Housing Market's Prospects Bleak As Foreclosed Property Backlog Grows

The ailing housing market remains hampered by the backlog of distressed properties, which is growing larger as banks repossess more homes than they sell.

Banks now hold more than 872,000 homes, nearly twice as many as in 2007, the New York Times reports, citing data from RealtyTrac. In regions like Atlanta and Minneapolis, banks are seizing more homes than they're selling, suggesting that their staffs are overwhelmed by the volume of foreclosures, the NYT notes.

For the broader housing market, which still has not hit bottom, this glut constitutes an ever-present drag. Foreclosed properties weigh on an already weak market, and the presence of a "shadow inventory" that has yet to be put up for sale darkens the long-term outlook for the market, further hindering progress.

As of January, the shadow inventory constituted a nine-month supply of properties, according to a March report from data-provider CoreLogic.

The fall in prices even appears to be accelerating, as home values fell 3 percent in the first three months of this year, for the biggest quarterly drop since 2008, according to a report from data-provider Zillow. Home values will continue falling through the year, and likely won't stabilize until 2012, Zillow chief economist Stan Humphries said in a statement earlier this month.

And the volume of distressed properties appears to be growing. In 2009, more than 2.8 homes received a foreclosure filing, according to RealtyTrac. In 2010, nearly 2.9 million homes received a filing.
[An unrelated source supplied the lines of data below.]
/*
 * This file is part of fanhal.
 *
 * Copyright (C) 2025 fanhal contributors
 *
 * fanhal is free software: you can redistribute it and/or modify
 * it under the terms of the GNU General Public License as published by
 * the Free Software Foundation, either version 3 of the License, or
 * (at your option) any later version.
 *
 * fanhal is distributed in the hope that it will be useful,
 * but WITHOUT ANY WARRANTY; without even the implied warranty of
 * MERCHANTABILITY or FITNESS FOR A PARTICULAR PURPOSE. See the
 * GNU General Public License for more details.
 *
 * You should have received a copy of the GNU General Public License
 * along with fanhal. If not, see <https://www.gnu.org/licenses/>.
 */

use std::fs;
use std::io;
use std::path::PathBuf;

use fh_error::{FanhalError, Result};

use super::{ReadTemps, SensorBase};
use crate::temps::TemperatureBuffer;

/// A single `tempN_input` file in millidegrees Celsius
#[derive(Debug)]
pub struct HwmonSensorDriver {
    base: SensorBase,
}

impl HwmonSensorDriver {
    pub fn new(path: impl Into<PathBuf>) -> Result<Self> {
        let mut base = SensorBase::open(path)?;
        base.set_num_temps(1);
        Ok(Self { base })
    }
}

impl ReadTemps for HwmonSensorDriver {
    fn base(&self) -> &SensorBase {
        &self.base
    }

    fn base_mut(&mut self) -> &mut SensorBase {
        &mut self.base
    }

    fn read_temps(&mut self, temps: &mut TemperatureBuffer) -> Result<()> {
        let path = self.base.path();
        let raw = fs::read_to_string(path)
            .map_err(|e| FanhalError::io(format!("Failed to read temperature from {}", path.display()), e))?;
        let millidegrees: i32 = raw.trim().parse().map_err(|_| {
            FanhalError::io(
                format!("Failed to read temperature from {}", path.display()),
                io::Error::new(io::ErrorKind::InvalidData, format!("not a number: {:?}", raw.trim())),
            )
        })?;

        temps.push(self.base.corrected(0, millidegrees / 1000)?);
        Ok(())
    }
}
/*
 * This file is part of fanhal.
 *
 * Copyright (C) 2025 fanhal contributors
 *
 * fanhal is free software: you can redistribute it and/or modify
 * it under the terms of the GNU General Public License as published by
 * the Free Software Foundation, either version 3 of the License, or
 * (at your option) any later version.
 *
 * fanhal is distributed in the hope that it will be useful,
 * but WITHOUT ANY WARRANTY; without even the implied warranty of
 * MERCHANTABILITY or FITNESS FOR A PARTICULAR PURPOSE. See the
 * GNU General Public License for more details.
 *
 * You should have received a copy of the GNU General Public License
 * along with fanhal. If not, see <https://www.gnu.org/licenses/>.
 */

//! thinkpad_acpi thermal file (`/proc/acpi/ibm/thermal`)
//!
//! ```text
//! temperatures:   52 0 0 0 38 0 32 0 0 0 0 0 0 0 0 0
//! ```
//!
//! Whole degrees Celsius. The number of fields depends on the model and is
//! counted once at construction.

use std::fs::File;
use std::io::{self, Read, Seek, SeekFrom};
use std::path::PathBuf;

use fh_error::{FanhalError, Result};
use tracing::debug;

use super::{ReadTemps, SensorBase};
use crate::temps::TemperatureBuffer;

const HEADER: &str = "temperatures:";

#[derive(Debug)]
pub struct PlatformSensorDriver {
    base: SensorBase,
    skip_bytes: u64,
}

impl PlatformSensorDriver {
    pub fn new(path: impl Into<PathBuf>) -> Result<Self> {
        let mut base = SensorBase::open(path)?;
        let content = read_from(&base, 0)?;

        let fields = content.strip_prefix(HEADER).ok_or_else(|| {
            FanhalError::system(format!(
                "{}: Unknown file format, expected it to start with \"{}\"",
                base.path().display(),
                HEADER
            ))
        })?;

        let count = fields
            .split_whitespace()
            .take_while(|field| field.parse::<i32>().is_ok())
            .count();
        // A sensor with nothing to read would shift every later reading
        // out of place without anyone noticing.
        if count == 0 {
            return Err(FanhalError::system(format!(
                "{}: No temperatures found",
                base.path().display()
            )));
        }
        debug!("{}: {} temperatures", base.path().display(), count);

        base.set_num_temps(count);
        Ok(Self {
            base,
            skip_bytes: HEADER.len() as u64,
        })
    }
}

/// Everything in the sensor file from `offset` on
fn read_from(base: &SensorBase, offset: u64) -> Result<String> {
    let path = base.path();
    let context = || format!("Failed to read temperatures from {}", path.display());

    let mut file = File::open(path).map_err(|e| FanhalError::io(context(), e))?;
    file.seek(SeekFrom::Start(offset))
        .map_err(|e| FanhalError::io(context(), e))?;
    let mut content = String::new();
    file.read_to_string(&mut content)
        .map_err(|e| FanhalError::io(context(), e))?;
    Ok(content)
}

impl ReadTemps for PlatformSensorDriver {
    fn base(&self) -> &SensorBase {
        &self.base
    }

    fn base_mut(&mut self) -> &mut SensorBase {
        &mut self.base
    }

    fn read_temps(&mut self, temps: &mut TemperatureBuffer) -> Result<()> {
        let content = read_from(&self.base, self.skip_bytes)?;
        let mut fields = content.split_whitespace();

        for idx in 0..self.base.num_temps() {
            let value = fields.next().and_then(|field| field.parse::<i32>().ok());
            match value {
                Some(temp) => temps.push(self.base.corrected(idx, temp)?),
                None => {
                    return Err(FanhalError::io(
                        format!("Failed to read temperatures from {}", self.base.path().display()),
                        io::Error::new(
                            io::ErrorKind::InvalidData,
                            format!("expected {} values, got {}", self.base.num_temps(), idx),
                        ),
                    ))
                }
            }
        }
        Ok(())
    }
}
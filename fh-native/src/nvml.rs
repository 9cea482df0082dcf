//! NVIDIA Management Library binding
//!
//! `libnvidia-ml` ships with the proprietary driver, so it is loaded at
//! runtime instead of linked. Only the five entry points needed to read the
//! GPU core temperature are resolved.

use std::ffi::{c_char, c_uint, c_void, CStr, CString};

use fh_error::{FanhalError, Result};
use tracing::{debug, error};

use crate::dynlib::DynamicLibrary;

pub type NvmlReturn = c_uint;

pub const NVML_SUCCESS: NvmlReturn = 0;

/// `NVML_TEMPERATURE_GPU` from `nvmlTemperatureSensors_t`
const NVML_TEMPERATURE_GPU: c_uint = 0;

const NAME_BUFFER_LEN: usize = 256;

pub const LIBRARY_NAMES: &[&str] = &["libnvidia-ml.so", "libnvidia-ml.so.1"];

type InitFn = unsafe extern "C" fn() -> NvmlReturn;
type GetHandleByPciBusIdFn = unsafe extern "C" fn(*const c_char, *mut *mut c_void) -> NvmlReturn;
type GetNameFn = unsafe extern "C" fn(*mut c_void, *mut c_char, c_uint) -> NvmlReturn;
type GetTemperatureFn = unsafe extern "C" fn(*mut c_void, c_uint, *mut c_uint) -> NvmlReturn;
type ShutdownFn = unsafe extern "C" fn() -> NvmlReturn;

/// Opaque `nvmlDevice_t`
#[derive(Debug, Clone, Copy)]
pub struct NvmlDevice(*mut c_void);

unsafe impl Send for NvmlDevice {}

struct Api {
    init: InitFn,
    get_handle_by_pci_bus_id: GetHandleByPciBusIdFn,
    get_name: GetNameFn,
    get_temperature: GetTemperatureFn,
    shutdown: ShutdownFn,
}

impl Api {
    fn resolve(lib: &DynamicLibrary) -> Result<Self> {
        // SAFETY: the type aliases above mirror the declarations in nvml.h.
        unsafe {
            Ok(Self {
                init: resolve(lib, "nvmlInit_v2")?,
                get_handle_by_pci_bus_id: resolve(lib, "nvmlDeviceGetHandleByPciBusId_v2")?,
                get_name: resolve(lib, "nvmlDeviceGetName")?,
                get_temperature: resolve(lib, "nvmlDeviceGetTemperature")?,
                shutdown: resolve(lib, "nvmlShutdown")?,
            })
        }
    }
}

unsafe fn resolve<F: Copy>(lib: &DynamicLibrary, name: &str) -> Result<F> {
    lib.symbol(name).ok_or_else(|| {
        FanhalError::system(format!(
            "Incompatible NVML driver: {} does not export {}",
            lib.name(),
            name
        ))
    })
}

/// An initialized NVML session.
///
/// The resolved entry points and the library handle live and die together.
/// Call [`Nvml::shutdown`] to end the session and observe its result; if the
/// session is dropped without it, the shutdown happens in `Drop` and a
/// failure is only logged.
pub struct Nvml {
    api: Api,
    initialized: bool,
    // Declared last so the library is unloaded after everything above.
    lib: DynamicLibrary,
}

unsafe impl Send for Nvml {}

impl Nvml {
    /// Load the library, resolve all entry points and call `nvmlInit_v2`
    pub fn load() -> Result<Self> {
        let lib = DynamicLibrary::open_any(LIBRARY_NAMES)
            .map_err(|e| FanhalError::system(format!("Failed to load NVML driver: {}", e)))?;
        let api = Api::resolve(&lib)?;

        // SAFETY: init takes no arguments.
        let ret = unsafe { (api.init)() };
        if ret != NVML_SUCCESS {
            return Err(FanhalError::vendor("nvmlInit_v2", ret));
        }
        debug!("Initialized NVML from {}", lib.name());

        Ok(Self {
            api,
            initialized: true,
            lib,
        })
    }

    fn ensure_initialized(&self) -> Result<()> {
        if self.initialized {
            Ok(())
        } else {
            Err(FanhalError::system("NVML session has already been shut down"))
        }
    }

    /// Look up a device by PCI bus id, e.g. `0000:01:00.0`
    pub fn device_by_pci_bus_id(&self, bus_id: &str) -> Result<NvmlDevice> {
        self.ensure_initialized()?;
        let c_bus_id = CString::new(bus_id)
            .map_err(|_| FanhalError::config(format!("Invalid PCI bus id: {:?}", bus_id)))?;
        let mut device: *mut c_void = std::ptr::null_mut();

        // SAFETY: both pointers are valid for the duration of the call.
        let ret = unsafe { (self.api.get_handle_by_pci_bus_id)(c_bus_id.as_ptr(), &mut device) };
        if ret != NVML_SUCCESS {
            return Err(FanhalError::vendor(
                format!("nvmlDeviceGetHandleByPciBusId_v2({})", bus_id),
                ret,
            ));
        }
        Ok(NvmlDevice(device))
    }

    pub fn device_name(&self, device: NvmlDevice) -> Result<String> {
        self.ensure_initialized()?;
        let mut buf = [0 as c_char; NAME_BUFFER_LEN];

        // SAFETY: buf has room for NAME_BUFFER_LEN - 1 characters plus the terminator.
        let ret = unsafe {
            (self.api.get_name)(device.0, buf.as_mut_ptr(), (NAME_BUFFER_LEN - 1) as c_uint)
        };
        if ret != NVML_SUCCESS {
            return Err(FanhalError::vendor("nvmlDeviceGetName", ret));
        }
        // SAFETY: NVML NUL-terminates on success and buf was zeroed.
        let name = unsafe { CStr::from_ptr(buf.as_ptr()) };
        Ok(name.to_string_lossy().into_owned())
    }

    /// GPU core temperature in whole degrees Celsius
    pub fn temperature(&self, device: NvmlDevice) -> Result<u32> {
        self.ensure_initialized()?;
        let mut temp: c_uint = 0;

        // SAFETY: temp is a valid out pointer.
        let ret = unsafe { (self.api.get_temperature)(device.0, NVML_TEMPERATURE_GPU, &mut temp) };
        if ret != NVML_SUCCESS {
            return Err(FanhalError::vendor("nvmlDeviceGetTemperature", ret));
        }
        Ok(temp)
    }

    /// End the NVML session. Later calls on this session fail.
    pub fn shutdown(&mut self) -> Result<()> {
        if !self.initialized {
            return Ok(());
        }
        self.initialized = false;

        // SAFETY: shutdown takes no arguments and is called at most once per init.
        let ret = unsafe { (self.api.shutdown)() };
        if ret != NVML_SUCCESS {
            return Err(FanhalError::vendor("nvmlShutdown", ret));
        }
        debug!("NVML shut down");
        Ok(())
    }
}

impl Drop for Nvml {
    fn drop(&mut self) {
        if let Err(e) = self.shutdown() {
            error!("Failed to shut down NVML driver: {}", e);
        }
    }
}
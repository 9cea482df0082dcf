//! Unified error handling for fanhal
//!
//! Every driver operation returns [`FanhalError`]. The variants fall into the
//! three kinds the scheduler cares about (see [`ErrorKind`]):
//!
//! - **Io**: an OS-level failure on a control or data file, carrying the raw
//!   errno so callers can discriminate (e.g. `EINVAL` after resume).
//! - **System**: the hardware, kernel module or vendor library does not behave
//!   as expected. Retrying will not help.
//! - **Config**: the calibration or driver description is invalid.

use std::io;

/// Result type alias using FanhalError
pub type Result<T> = std::result::Result<T, FanhalError>;

/// Coarse classification of a [`FanhalError`]
#[derive(Debug, Clone, Copy, PartialEq, Eq)]
pub enum ErrorKind {
    Io,
    System,
    Config,
}

/// Unified error type for all fanhal operations
#[derive(thiserror::Error, Debug)]
pub enum FanhalError {
    // ============================================================================
    // I/O Errors
    // ============================================================================
    #[error("{context}: {source}")]
    Io {
        context: String,
        source: io::Error,
    },

    // ============================================================================
    // System Errors (hardware, kernel module, vendor library)
    // ============================================================================
    #[error("{0}")]
    System(String),

    #[error("{call} failed. Error code (cf. nvml.h): {code}")]
    Vendor {
        call: String,
        code: u32,
    },

    // ============================================================================
    // Configuration Errors
    // ============================================================================
    #[error("Invalid config: {0}")]
    Config(String),

    #[error("Failed to parse JSON: {0}")]
    JsonParse(#[from] serde_json::Error),
}

impl FanhalError {
    /// Wrap an I/O error with a description of what was being attempted
    pub fn io(context: impl Into<String>, source: io::Error) -> Self {
        Self::Io {
            context: context.into(),
            source,
        }
    }

    /// Create a system error from a string
    pub fn system(msg: impl Into<String>) -> Self {
        Self::System(msg.into())
    }

    /// Create a config error from a string
    pub fn config(msg: impl Into<String>) -> Self {
        Self::Config(msg.into())
    }

    /// Create a vendor library error carrying the library's return code
    pub fn vendor(call: impl Into<String>, code: u32) -> Self {
        Self::Vendor {
            call: call.into(),
            code,
        }
    }

    pub fn kind(&self) -> ErrorKind {
        match self {
            Self::Io { .. } => ErrorKind::Io,
            Self::System(_) | Self::Vendor { .. } => ErrorKind::System,
            Self::Config(_) | Self::JsonParse(_) => ErrorKind::Config,
        }
    }

    /// Raw OS error code of an I/O error, if there is one
    pub fn code(&self) -> Option<i32> {
        match self {
            Self::Io { source, .. } => source.raw_os_error(),
            _ => None,
        }
    }
}
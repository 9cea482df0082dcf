/*
 * This file is part of fanhal.
 *
 * Copyright (C) 2025 fanhal contributors
 *
 * fanhal is free software: you can redistribute it and/or modify
 * it under the terms of the GNU General Public License as published by
 * the Free Software Foundation, either version 3 of the License, or
 * (at your option) any later version.
 *
 * fanhal is distributed in the hope that it will be useful,
 * but WITHOUT ANY WARRANTY; without even the implied warranty of
 * MERCHANTABILITY or FITNESS FOR A PARTICULAR PURPOSE. See the
 * GNU General Public License for more details.
 *
 * You should have received a copy of the GNU General Public License
 * along with fanhal. If not, see <https://www.gnu.org/licenses/>.
 */

use std::env;
use std::path::Path;

use tracing_subscriber::prelude::*;
use tracing_subscriber::EnvFilter;

pub const LOG_ENV: &str = "FANHAL_LOG";

const DEFAULT_LOG_LEVEL: &str = "info";

const JOURNALD_SOCKET: &str = "/run/systemd/journal/socket";

#[derive(Debug, Clone, Copy, PartialEq, Eq)]
pub enum LogTarget {
    Journald,
    Stderr,
}

/// `--log-level` wins over `$FANHAL_LOG`, which wins over `info`
pub fn resolve_log_level(cli: Option<&str>) -> String {
    cli.map(str::to_string)
        .or_else(|| env::var(LOG_ENV).ok().filter(|s| !s.trim().is_empty()))
        .unwrap_or_else(|| DEFAULT_LOG_LEVEL.to_string())
}

fn env_filter(level: &str) -> EnvFilter {
    EnvFilter::try_new(level).unwrap_or_else(|e| {
        eprintln!("Invalid log filter {:?} ({}), using {}", level, e, DEFAULT_LOG_LEVEL);
        EnvFilter::new(DEFAULT_LOG_LEVEL)
    })
}

/// Install the global subscriber. Logs go to the systemd journal when it is
/// reachable, to stderr otherwise. Returns where they went.
pub fn init_logging(level: &str) -> LogTarget {
    if Path::new(JOURNALD_SOCKET).exists() {
        match tracing_journald::layer() {
            Ok(journald) => {
                tracing_subscriber::registry()
                    .with(journald)
                    .with(env_filter(level))
                    .init();
                return LogTarget::Journald;
            }
            Err(e) => {
                eprintln!("Failed to create journald layer: {}, falling back to stderr", e);
            }
        }
    }

    tracing_subscriber::fmt()
        .with_writer(std::io::stderr)
        .with_target(false)
        .with_level(true)
        .with_env_filter(env_filter(level))
        .init();
    LogTarget::Stderr
}

#[cfg(test)]
mod tests {
    use super::*;
    use serial_test::serial;

    #[test]
    #[serial]
    fn test_cli_level_wins() {
        env::set_var(LOG_ENV, "warn");
        assert_eq!(resolve_log_level(Some("debug")), "debug");
        env::remove_var(LOG_ENV);
    }

    #[test]
    #[serial]
    fn test_env_level() {
        env::set_var(LOG_ENV, "fanhal=trace");
        assert_eq!(resolve_log_level(None), "fanhal=trace");
        env::remove_var(LOG_ENV);
    }

    #[test]
    #[serial]
    fn test_default_level() {
        env::remove_var(LOG_ENV);
        assert_eq!(resolve_log_level(None), "info");
        env::set_var(LOG_ENV, "  ");
        assert_eq!(resolve_log_level(None), "info");
        env::remove_var(LOG_ENV);
    }

    #[test]
    fn test_bad_filter_falls_back() {
        // Must not panic.
        let _ = env_filter("fanhal=notalevel");
    }
}
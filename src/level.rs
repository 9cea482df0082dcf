/*
 * This file is part of fanhal.
 *
 * Copyright (C) 2025 fanhal contributors
 *
 * fanhal is free software: you can redistribute it and/or modify
 * it under the terms of the GNU General Public License as published by
 * the Free Software Foundation, either version 3 of the License, or
 * (at your option) any later version.
 *
 * fanhal is distributed in the hope that it will be useful,
 * but WITHOUT ANY WARRANTY; without even the implied warranty of
 * MERCHANTABILITY or FITNESS FOR A PARTICULAR PURPOSE. See the
 * GNU General Public License for more details.
 *
 * You should have received a copy of the GNU General Public License
 * along with fanhal. If not, see <https://www.gnu.org/licenses/>.
 */

use std::fmt;
use std::str::FromStr;

use fh_error::FanhalError;

/// Named levels understood by thinkpad_acpi
pub const NAMED_LEVELS: &[&str] = &["auto", "full-speed", "disengaged"];

/// Target fan speed handed to a fan driver.
///
/// The platform fan writes the text form (`level 4`, `level auto`), the
/// hwmon fan writes the number. Named levels have no number.
#[derive(Debug, Clone, PartialEq, Eq)]
pub struct Level {
    text: String,
    num: Option<u32>,
}

impl Level {
    pub fn numeric(num: u32) -> Self {
        Self {
            text: format!("level {}", num),
            num: Some(num),
        }
    }

    /// A named level such as `auto`. A leading `level ` is accepted and not
    /// duplicated.
    pub fn named(name: &str) -> Self {
        let name = name.strip_prefix("level ").unwrap_or(name).trim();
        Self {
            text: format!("level {}", name),
            num: None,
        }
    }

    pub fn as_str(&self) -> &str {
        &self.text
    }

    pub fn num(&self) -> Option<u32> {
        self.num
    }
}

impl fmt::Display for Level {
    fn fmt(&self, f: &mut fmt::Formatter<'_>) -> fmt::Result {
        f.write_str(&self.text)
    }
}

impl FromStr for Level {
    type Err = FanhalError;

    fn from_str(s: &str) -> Result<Self, Self::Err> {
        let s = s.trim();
        let bare = s.strip_prefix("level").map(str::trim_start).unwrap_or(s);
        if let Ok(num) = bare.parse::<u32>() {
            return Ok(Self::numeric(num));
        }
        if NAMED_LEVELS.contains(&bare) {
            return Ok(Self::named(bare));
        }
        Err(FanhalError::config(format!(
            "unknown fan level {:?} (expected a number or one of {})",
            s,
            NAMED_LEVELS.join(", ")
        )))
    }
}

#[cfg(test)]
mod tests {
    use super::*;

    #[test]
    fn test_numeric_level() {
        let level = Level::numeric(4);
        assert_eq!(level.as_str(), "level 4");
        assert_eq!(level.num(), Some(4));
    }

    #[test]
    fn test_named_level() {
        assert_eq!(Level::named("auto").as_str(), "level auto");
        assert_eq!(Level::named("level full-speed").as_str(), "level full-speed");
        assert_eq!(Level::named("auto").num(), None);
    }

    #[test]
    fn test_parse() {
        assert_eq!("7".parse::<Level>().unwrap(), Level::numeric(7));
        assert_eq!("level 2".parse::<Level>().unwrap(), Level::numeric(2));
        assert_eq!("disengaged".parse::<Level>().unwrap(), Level::named("disengaged"));
        assert_eq!(" level auto ".parse::<Level>().unwrap(), Level::named("auto"));
    }

    #[test]
    fn test_parse_rejects_unknown() {
        let err = "turbo".parse::<Level>().unwrap_err();
        assert_eq!(err.kind(), fh_error::ErrorKind::Config);
        assert!("-3".parse::<Level>().is_err());
    }
}
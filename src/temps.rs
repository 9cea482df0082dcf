/*
 * This file is part of fanhal.
 *
 * Copyright (C) 2025 fanhal contributors
 *
 * fanhal is free software: you can redistribute it and/or modify
 * it under the terms of the GNU General Public License as published by
 * the Free Software Foundation, either version 3 of the License, or
 * (at your option) any later version.
 *
 * fanhal is distributed in the hope that it will be useful,
 * but WITHOUT ANY WARRANTY; without even the implied warranty of
 * MERCHANTABILITY or FITNESS FOR A PARTICULAR PURPOSE. See the
 * GNU General Public License for more details.
 *
 * You should have received a copy of the GNU General Public License
 * along with fanhal. If not, see <https://www.gnu.org/licenses/>.
 */

use serde::Serialize;

/// Temperatures collected during one control cycle, in whole degrees Celsius.
///
/// Sensor drivers only append. Clearing between cycles is up to whoever owns
/// the buffer. After a failed `read_temps` the buffer may hold part of that
/// sensor's readings and the cycle should be discarded.
#[derive(Debug, Default, Clone, PartialEq, Eq, Serialize)]
#[serde(transparent)]
pub struct TemperatureBuffer {
    temps: Vec<i32>,
}

impl TemperatureBuffer {
    pub fn new() -> Self {
        Self::default()
    }

    pub fn with_capacity(capacity: usize) -> Self {
        Self {
            temps: Vec::with_capacity(capacity),
        }
    }

    pub fn push(&mut self, temp: i32) {
        self.temps.push(temp);
    }

    pub fn clear(&mut self) {
        self.temps.clear();
    }

    pub fn len(&self) -> usize {
        self.temps.len()
    }

    pub fn is_empty(&self) -> bool {
        self.temps.is_empty()
    }

    pub fn as_slice(&self) -> &[i32] {
        &self.temps
    }

    /// Hottest reading of the cycle
    pub fn max(&self) -> Option<i32> {
        self.temps.iter().copied().max()
    }
}
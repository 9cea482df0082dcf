/*
 * This file is part of fanhal.
 *
 * Copyright (C) 2025 fanhal contributors
 *
 * fanhal is free software: you can redistribute it and/or modify
 * it under the terms of the GNU General Public License as published by
 * the Free Software Foundation, either version 3 of the License, or
 * (at your option) any later version.
 *
 * fanhal is distributed in the hope that it will be useful,
 * but WITHOUT ANY WARRANTY; without even the implied warranty of
 * MERCHANTABILITY or FITNESS FOR A PARTICULAR PURPOSE. See the
 * GNU General Public License for more details.
 *
 * You should have received a copy of the GNU General Public License
 * along with fanhal. If not, see <https://www.gnu.org/licenses/>.
 */

//! Disk temperature via S.M.A.R.T. (libatasmart)

use std::path::PathBuf;

use fh_error::{FanhalError, Result};
use fh_native::SkDisk;

use super::{ReadTemps, SensorBase};
use crate::temps::TemperatureBuffer;

const ZERO_CELSIUS_MKELVIN: f64 = 273_150.0;

/// The calls the disk sensor makes on an open device
#[cfg_attr(test, mockall::automock)]
pub trait SmartDisk: Send {
    fn is_sleeping(&mut self) -> Result<bool>;

    fn read_smart_data(&mut self) -> Result<()>;

    fn temperature_mkelvin(&mut self) -> Result<u64>;
}

impl SmartDisk for SkDisk {
    fn is_sleeping(&mut self) -> Result<bool> {
        SkDisk::is_sleeping(self)
    }

    fn read_smart_data(&mut self) -> Result<()> {
        SkDisk::read_smart_data(self)
    }

    fn temperature_mkelvin(&mut self) -> Result<u64> {
        SkDisk::temperature_mkelvin(self)
    }
}

pub struct DiskSensorDriver {
    base: SensorBase,
    disk: Box<dyn SmartDisk>,
    dnd: bool,
}

impl DiskSensorDriver {
    /// Open a block device such as `/dev/sda`
    pub fn new(path: &str) -> Result<Self> {
        let disk = SkDisk::open(path)?;
        Ok(Self::with_disk(path, Box::new(disk)))
    }

    pub(crate) fn with_disk(path: impl Into<PathBuf>, disk: Box<dyn SmartDisk>) -> Self {
        let mut base = SensorBase::new(path);
        base.set_num_temps(1);
        Self {
            base,
            disk,
            dnd: false,
        }
    }

    /// Don't wake sleeping disks. They read as 0 until they spin up.
    pub fn set_dnd(&mut self, dnd: bool) {
        self.dnd = dnd;
    }

    pub fn dnd(&self) -> bool {
        self.dnd
    }
}

fn mkelvin_to_celsius(mkelvin: u64) -> Option<i32> {
    let celsius = (mkelvin as f64 - ZERO_CELSIUS_MKELVIN) / 1000.0;
    if celsius < i32::MIN as f64 || celsius > i32::MAX as f64 {
        return None;
    }
    Some(celsius as i32)
}

impl ReadTemps for DiskSensorDriver {
    fn base(&self) -> &SensorBase {
        &self.base
    }

    fn base_mut(&mut self) -> &mut SensorBase {
        &mut self.base
    }

    fn read_temps(&mut self, temps: &mut TemperatureBuffer) -> Result<()> {
        if self.dnd && self.disk.is_sleeping()? {
            temps.push(0);
            return Ok(());
        }

        self.disk.read_smart_data()?;
        let mkelvin = self.disk.temperature_mkelvin()?;
        let celsius = mkelvin_to_celsius(mkelvin).ok_or_else(|| {
            FanhalError::system(format!(
                "{}: Temperature of {} mK is out of range",
                self.base.path().display(),
                mkelvin
            ))
        })?;

        temps.push(self.base.corrected(0, celsius)?);
        Ok(())
    }
}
It takes many months for a home to work its way through the foreclosure process, and then many more months for it to be sold. As a home is being foreclosed on, the homeowners sometimes live there without paying monthly mortgage bills -- a phenomenon that actually gives the broader economy a boost, as these homeowners find themselves with more spending power, Bloomberg News reported this month.

As banks handle mortgages and foreclose on properties, the often-rushed process has been tainted by abuse, federal and state officials allege. Last fall, some of the nation's biggest mortgage companies temporarily halted foreclosures nationwide, when it came out that they employed so-called "robo signers," who signed thousands of foreclosure documents daily without reading them.

All 50 state attorneys general, along with the Obama administration, are in the process of working out a deal with the nation's five biggest banks, to settle allegations of illegal foreclosures.

The inspector general at the Department of Housing and Urban Development concluded that the nation's five largest mortgage companies defrauded taxpayers in their handling of foreclosures, The Huffington Post reported last week. The Department of Justice must now decide whether to file charges.